For each of the six problems, the authors suggest multiple possible solutions, some of which seem extravagant (such as a system that allows users to turn pieces of digital “paper” on a touch screen), but all of which are thought-provoking (p. 79). There’s Not an App for That is arguably more about exploring the future of mobile design and providing bold directions for innovative thinking than it is about the how-to minutiae of mobile design. At the same time, every example is either a) an existing mobile application, or b) a prototype application that has been tested in a lab. This gives the book additional credibility for some of the more out-of-the-box solutions, like “ultrahaptics” or air vibrations that give users the sense of an object under their fingers (p. 122).

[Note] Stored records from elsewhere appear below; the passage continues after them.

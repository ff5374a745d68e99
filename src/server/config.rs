//! Relay configuration

use std::net::{Ipv4Addr, SocketAddr};

/// Relay configuration options
#[derive(Debug, Clone)]
pub struct RelayConfig {
    /// Address the UDP command listener binds to
    pub bind_addr: SocketAddr,

    /// Destination port controllers listen on. The original deployment
    /// shares this port number with the command ingress by convention.
    pub controller_port: u16,

    /// Source address for the long-lived outbound socket (port 0 = OS pick)
    pub outbound_addr: SocketAddr,

    /// Destination address for the discovery hello broadcast
    pub discovery_addr: Ipv4Addr,

    /// Port the discovery hello broadcast is sent to
    pub discovery_request_port: u16,

    /// Port the discovery response listener binds to
    pub discovery_response_port: u16,

    /// Fixed payload of the discovery hello broadcast
    pub discovery_payload: String,

    /// Receive buffer size for inbound datagrams
    pub recv_buffer_size: usize,

    /// Capacity of the push-channel event queue
    pub push_queue_depth: usize,
}

impl Default for RelayConfig {
    fn default() -> Self {
        Self {
            bind_addr: SocketAddr::from((Ipv4Addr::UNSPECIFIED, 1337)),
            controller_port: 1337,
            outbound_addr: SocketAddr::from((Ipv4Addr::UNSPECIFIED, 0)),
            discovery_addr: Ipv4Addr::BROADCAST,
            discovery_request_port: 1341,
            discovery_response_port: 1340,
            discovery_payload: "hello".to_string(),
            recv_buffer_size: 2048,
            push_queue_depth: 256,
        }
    }
}

impl RelayConfig {
    /// Create a new config with a custom command listener address
    pub fn with_addr(addr: SocketAddr) -> Self {
        Self {
            bind_addr: addr,
            ..Default::default()
        }
    }

    /// Set the command listener address
    pub fn bind(mut self, addr: SocketAddr) -> Self {
        self.bind_addr = addr;
        self
    }

    /// Set the controller destination port
    pub fn controller_port(mut self, port: u16) -> Self {
        self.controller_port = port;
        self
    }

    /// Set the discovery broadcast destination address
    pub fn discovery_addr(mut self, addr: Ipv4Addr) -> Self {
        self.discovery_addr = addr;
        self
    }

    /// Set the discovery request port
    pub fn discovery_request_port(mut self, port: u16) -> Self {
        self.discovery_request_port = port;
        self
    }

    /// Set the discovery response port
    pub fn discovery_response_port(mut self, port: u16) -> Self {
        self.discovery_response_port = port;
        self
    }

    /// Set the discovery hello payload
    pub fn discovery_payload(mut self, payload: impl Into<String>) -> Self {
        self.discovery_payload = payload.into();
        self
    }
}

#[cfg(test)]
mod tests {
    use super::*;

    #[test]
    fn test_default_config() {
        let config = RelayConfig::default();

        assert_eq!(config.bind_addr.port(), 1337);
        assert_eq!(config.controller_port, 1337);
        assert_eq!(config.discovery_addr, Ipv4Addr::BROADCAST);
        assert_eq!(config.discovery_request_port, 1341);
        assert_eq!(config.discovery_response_port, 1340);
        assert_eq!(config.discovery_payload, "hello");
        assert_eq!(config.outbound_addr.port(), 0);
    }

    #[test]
    fn test_with_addr() {
        let addr: SocketAddr = "127.0.0.1:1338".parse().unwrap();
        let config = RelayConfig::with_addr(addr);

        assert_eq!(config.bind_addr, addr);
        // Everything else keeps defaults
        assert_eq!(config.controller_port, 1337);
    }

    #[test]
    fn test_builder_chaining() {
        let addr: SocketAddr = "127.0.0.1:9000".parse().unwrap();
        let config = RelayConfig::default()
            .bind(addr)
            .controller_port(9001)
            .discovery_addr(Ipv4Addr::LOCALHOST)
            .discovery_request_port(9002)
            .discovery_response_port(9003)
            .discovery_payload("ping");

        assert_eq!(config.bind_addr, addr);
        assert_eq!(config.controller_port, 9001);
        assert_eq!(config.discovery_addr, Ipv4Addr::LOCALHOST);
        assert_eq!(config.discovery_request_port, 9002);
        assert_eq!(config.discovery_response_port, 9003);
        assert_eq!(config.discovery_payload, "ping");
    }
}
//! Controller discovery
//!
//! Best-effort UDP broadcast probe that surfaces controllers present on
//! the local network. Fully decoupled from the device registry: responses
//! are observed, never reconciled.

pub mod service;

pub use service::{DiscoveryResponse, DiscoveryService};
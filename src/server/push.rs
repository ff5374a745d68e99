//! Push-channel command ingress
//!
//! The web-facing push transport itself is out of scope; only its payload
//! shape matters here. The transport hands `{device, color}` events into
//! an mpsc channel and this loop converts each one to the common command
//! shape and dispatches it. A push event always targets one device; there
//! is no broadcast form on this path.

use std::sync::Arc;

use tokio::sync::mpsc;

use crate::protocol::decode_push;
use crate::relay::{RelayDispatcher, Transport};

/// Structured color event received from the push channel
#[derive(Debug, Clone, PartialEq, Eq)]
pub struct PushEvent {
    /// Dot-joined composite target, `<id>[.<zone...>]`
    pub device: String,
    /// Opaque color token, forwarded verbatim
    pub color: String,
}

impl PushEvent {
    /// Create a new push event
    pub fn new(device: impl Into<String>, color: impl Into<String>) -> Self {
        Self {
            device: device.into(),
            color: color.into(),
        }
    }
}

/// Consume push events until the channel closes
///
/// Malformed events are logged and dropped; the loop never terminates on
/// a per-event failure.
pub async fn push_ingress_loop<T: Transport>(
    dispatcher: Arc<RelayDispatcher<T>>,
    mut events: mpsc::Receiver<PushEvent>,
) {
    tracing::info!("push ingress started");

    while let Some(event) = events.recv().await {
        match decode_push(&event.device, &event.color) {
            Ok(command) => dispatcher.dispatch(command).await,
            Err(e) => {
                tracing::warn!(
                    device = %event.device,
                    error = %e,
                    "malformed push event dropped"
                );
            }
        }
    }

    tracing::info!("push ingress stopped, channel closed");
}

#[cfg(test)]
mod tests {
    use std::net::Ipv4Addr;
    use std::time::Duration;

    use tokio::net::UdpSocket;
    use tokio::time::timeout;

    use super::*;
    use crate::registry::DeviceRegistry;
    use crate::relay::UdpTransport;

    #[tokio::test]
    async fn test_push_event_relays_to_controller() {
        let controller = UdpSocket::bind((Ipv4Addr::LOCALHOST, 0)).await.unwrap();
        let port = controller.local_addr().unwrap().port();

        let registry = Arc::new(DeviceRegistry::new([("desk", "127.0.0.1")]).unwrap());
        let transport = UdpTransport::bind_ephemeral().await.unwrap();
        let dispatcher = Arc::new(RelayDispatcher::new(transport, registry, port));

        let (tx, rx) = mpsc::channel(8);
        let handle = tokio::spawn(push_ingress_loop(dispatcher, rx));

        tx.send(PushEvent::new("desk.zoneA", "ff00ff")).await.unwrap();

        let mut buf = [0u8; 32];
        let (len, _) = timeout(Duration::from_secs(1), controller.recv_from(&mut buf))
            .await
            .expect("timed out waiting for relayed push command")
            .unwrap();
        assert_eq!(&buf[..len], b"ff00ff\n");

        // Dropping the sender shuts the loop down
        drop(tx);
        timeout(Duration::from_secs(1), handle)
            .await
            .expect("ingress loop should stop when channel closes")
            .unwrap();
    }

    #[tokio::test]
    async fn test_malformed_push_event_is_dropped() {
        let controller = UdpSocket::bind((Ipv4Addr::LOCALHOST, 0)).await.unwrap();
        let port = controller.local_addr().unwrap().port();

        let registry = Arc::new(DeviceRegistry::new([("desk", "127.0.0.1")]).unwrap());
        let transport = UdpTransport::bind_ephemeral().await.unwrap();
        let dispatcher = Arc::new(RelayDispatcher::new(transport, registry, port));

        let (tx, rx) = mpsc::channel(8);
        tokio::spawn(push_ingress_loop(dispatcher, rx));

        tx.send(PushEvent::new("", "fff")).await.unwrap();
        tx.send(PushEvent::new("desk", "")).await.unwrap();

        let mut buf = [0u8; 16];
        let outcome = timeout(Duration::from_millis(200), controller.recv_from(&mut buf)).await;
        assert!(outcome.is_err(), "no datagram should have been sent");
    }
}
//! Command ingress
//!
//! Two paths feed the relay: the raw UDP command listener and the
//! push-channel event queue. Both converge on the dispatcher with the
//! same decoded command shape.

pub mod config;
pub mod listener;
pub mod push;

pub use config::RelayConfig;
pub use listener::RelayServer;
pub use push::PushEvent;
//! Registry error types
//!
//! Error types for device registry construction and lookup.

/// Error type for registry operations
#[derive(Debug, Clone, PartialEq, Eq)]
pub enum RegistryError {
    /// Device ID not present in the registry
    UnknownDevice(String),
    /// Two configured devices share the same ID
    DuplicateId(String),
    /// Configured address is not a valid IPv4 literal
    InvalidAddress { id: String, addr: String },
}

impl std::fmt::Display for RegistryError {
    fn fmt(&self, f: &mut std::fmt::Formatter<'_>) -> std::fmt::Result {
        match self {
            RegistryError::UnknownDevice(id) => write!(f, "Unknown device: {}", id),
            RegistryError::DuplicateId(id) => write!(f, "Duplicate device ID: {}", id),
            RegistryError::InvalidAddress { id, addr } => {
                write!(f, "Invalid IPv4 address for device {}: {}", id, addr)
            }
        }
    }
}

impl std::error::Error for RegistryError {}
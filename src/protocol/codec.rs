//! Command wire codec
//!
//! Pure encode/decode for the text protocol spoken on the command port and
//! toward the controllers:
//!
//! ```text
//! ingress datagram:   [<id>[.<zone...>]:]<color>
//!                      └── absent target = broadcast to all devices
//!
//! push event:         { device: "<id>[.<zone...>]", color: "<color>" }
//!
//! outbound to controller:  <color>\n
//! ```
//!
//! Colors are opaque tokens and must not contain the `:` field separator or
//! the `.` zone separator; the codec relies on these as delimiters and does
//! not defend against tokens that embed them.

use bytes::Bytes;

use crate::error::CommandError;
use crate::protocol::command::{split_target, Command};

/// Decode a raw UDP datagram payload into a command
///
/// The payload is split at the *last* `:`; the right side is the color and
/// everything before it is an optional `<id>.<zone...>` composite target.
/// A payload with no target field (or an empty one, as in `":fff"`) decodes
/// as a broadcast-all command.
pub fn decode_datagram(payload: &str) -> Result<Command, CommandError> {
    let text = payload.trim();
    if text.is_empty() {
        return Err(CommandError::EmptyDatagram);
    }

    let (target, color) = match text.rsplit_once(':') {
        Some((target, color)) => (target, color),
        None => ("", text),
    };

    if color.is_empty() {
        return Err(CommandError::MissingColor);
    }

    if target.is_empty() {
        return Ok(Command::broadcast(color));
    }

    let (id, zone) = split_target(target);
    Ok(Command::unicast(id, zone, color))
}

/// Decode a push-channel `{device, color}` event into a command
///
/// Push events always address a single device; there is no broadcast form.
pub fn decode_push(device: &str, color: &str) -> Result<Command, CommandError> {
    if device.is_empty() {
        return Err(CommandError::MissingDevice);
    }
    if color.is_empty() {
        return Err(CommandError::MissingColor);
    }

    let (id, zone) = split_target(device);
    Ok(Command::unicast(id, zone, color))
}

/// Encode a color for the outbound controller wire
///
/// Controllers receive one newline-terminated color token per datagram.
/// The zone is consumed during resolution and never re-encoded here.
pub fn encode_wire(color: &str) -> Bytes {
    Bytes::from(format!("{}\n", color))
}

/// Re-encode a command in the ingress datagram format
///
/// Inverse of [`decode_datagram`] for well-formed commands; used for
/// diagnostics and to forward commands between relays.
pub fn encode_datagram(command: &Command) -> String {
    command.to_string()
}

#[cfg(test)]
mod tests {
    use super::*;

    #[test]
    fn test_bare_color_is_broadcast() {
        // Exactly one ':'-delimited field: always broadcast-all
        let cmd = decode_datagram("fff").unwrap();
        assert_eq!(cmd, Command::broadcast("fff"));
    }

    #[test]
    fn test_empty_target_is_broadcast() {
        let cmd = decode_datagram(":fff").unwrap();
        assert_eq!(cmd, Command::broadcast("fff"));
    }

    #[test]
    fn test_id_and_zone() {
        let cmd = decode_datagram("dev1.zoneA:ff00ff").unwrap();
        assert_eq!(cmd, Command::unicast("dev1", "zoneA", "ff00ff"));
    }

    #[test]
    fn test_nested_zone_rejoins_segments() {
        let cmd = decode_datagram("dev1.sub.sub2:abc").unwrap();
        assert_eq!(cmd.target.as_deref(), Some("dev1"));
        assert_eq!(cmd.zone, "sub.sub2");
        assert_eq!(cmd.color, "abc");
    }

    #[test]
    fn test_id_without_zone() {
        let cmd = decode_datagram("dev1:00ff00").unwrap();
        assert_eq!(cmd, Command::unicast("dev1", "", "00ff00"));
    }

    #[test]
    fn test_trailing_newline_is_trimmed() {
        let cmd = decode_datagram("dev1:fff\n").unwrap();
        assert_eq!(cmd, Command::unicast("dev1", "", "fff"));
    }

    #[test]
    fn test_empty_datagram_is_malformed() {
        assert_eq!(decode_datagram(""), Err(CommandError::EmptyDatagram));
        assert_eq!(decode_datagram("  \n"), Err(CommandError::EmptyDatagram));
    }

    #[test]
    fn test_missing_color_is_malformed() {
        assert_eq!(decode_datagram("dev1:"), Err(CommandError::MissingColor));
    }

    #[test]
    fn test_push_decode() {
        let cmd = decode_push("dev1.zoneA", "ff00ff").unwrap();
        assert_eq!(cmd, Command::unicast("dev1", "zoneA", "ff00ff"));
    }

    #[test]
    fn test_push_decode_whole_device() {
        let cmd = decode_push("dev2", "123456").unwrap();
        assert_eq!(cmd, Command::unicast("dev2", "", "123456"));
    }

    #[test]
    fn test_push_rejects_empty_fields() {
        assert_eq!(decode_push("", "fff"), Err(CommandError::MissingDevice));
        assert_eq!(decode_push("dev1", ""), Err(CommandError::MissingColor));
    }

    #[test]
    fn test_wire_encoding_appends_newline() {
        assert_eq!(&encode_wire("ff00ff")[..], b"ff00ff\n");
    }

    #[test]
    fn test_reencode_preserves_all_fields() {
        // encode(decode(x)) keeps id, zone and color exactly
        for input in ["dev1.zoneA:ff00ff", "dev1.sub.sub2:abc", "dev1:fff", "fff"] {
            let cmd = decode_datagram(input).unwrap();
            let reencoded = encode_datagram(&cmd);
            assert_eq!(decode_datagram(&reencoded).unwrap(), cmd);
        }
    }
}
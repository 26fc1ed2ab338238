use crate::analyzer::constants::{DAY_MARKER, SINGLE_DAY_PLAN_DAYS, WEEK_PLAN_DAYS};
use crate::models::MatchCounts;
use crate::reference::NutritionReference;

/// Count non-overlapping literal occurrences of `needle` in `haystack`.
///
/// An empty needle never matches.
pub fn count_occurrences(haystack: &str, needle: &str) -> u32 {
    if needle.is_empty() {
        return 0;
    }
    haystack.matches(needle).count() as u32
}

/// Count every reference food key found in the plan text.
///
/// Matching is case-insensitive literal substring search only: `chicken_breast` does not
/// match "chicken breast", and "eggs" inside "eggshell" does match. Only positive counts
/// are returned.
pub fn count_food_matches(plan_text: &str, reference: &NutritionReference) -> MatchCounts {
    let text = plan_text.to_lowercase();
    reference
        .foods()
        .filter_map(|food| {
            let count = count_occurrences(&text, &food.key);
            (count > 0).then(|| (food.key.clone(), count))
        })
        .collect()
}

/// Number of days the plan is assumed to cover: a week if it mentions the day marker
/// anywhere, otherwise a single day. Never zero.
pub fn plan_days(plan_text: &str) -> u32 {
    if plan_text.to_lowercase().contains(DAY_MARKER) {
        WEEK_PLAN_DAYS
    } else {
        SINGLE_DAY_PLAN_DAYS
    }
}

There’s Not an App for That is a book for practitioners, researchers, and students who want a glimpse at possible futures for mobile app design, or who agree with the authors’ assertion that “heads-down thinking” is not the optimal approach for mobile user experience. Though I personally found the book intriguing, I wondered about the feasibility of many of the suggested alternatives. Just because an interaction is technologically possible in a lab or other limited environment doesn’t mean that it can or will ever see widespread use. However, perhaps I, too, am guilty of “heads-down thinking” and could do with a dose of alternatives to traditional touchscreens, addictive apps, and complex smartphone interfaces that keep me tuned out of my surroundings.

Guiseppe Getto
Guiseppe Getto is a faculty member at East Carolina University. He is also President and Co-Founder of Content Garden, Inc., a digital marketing and UX consulting firm.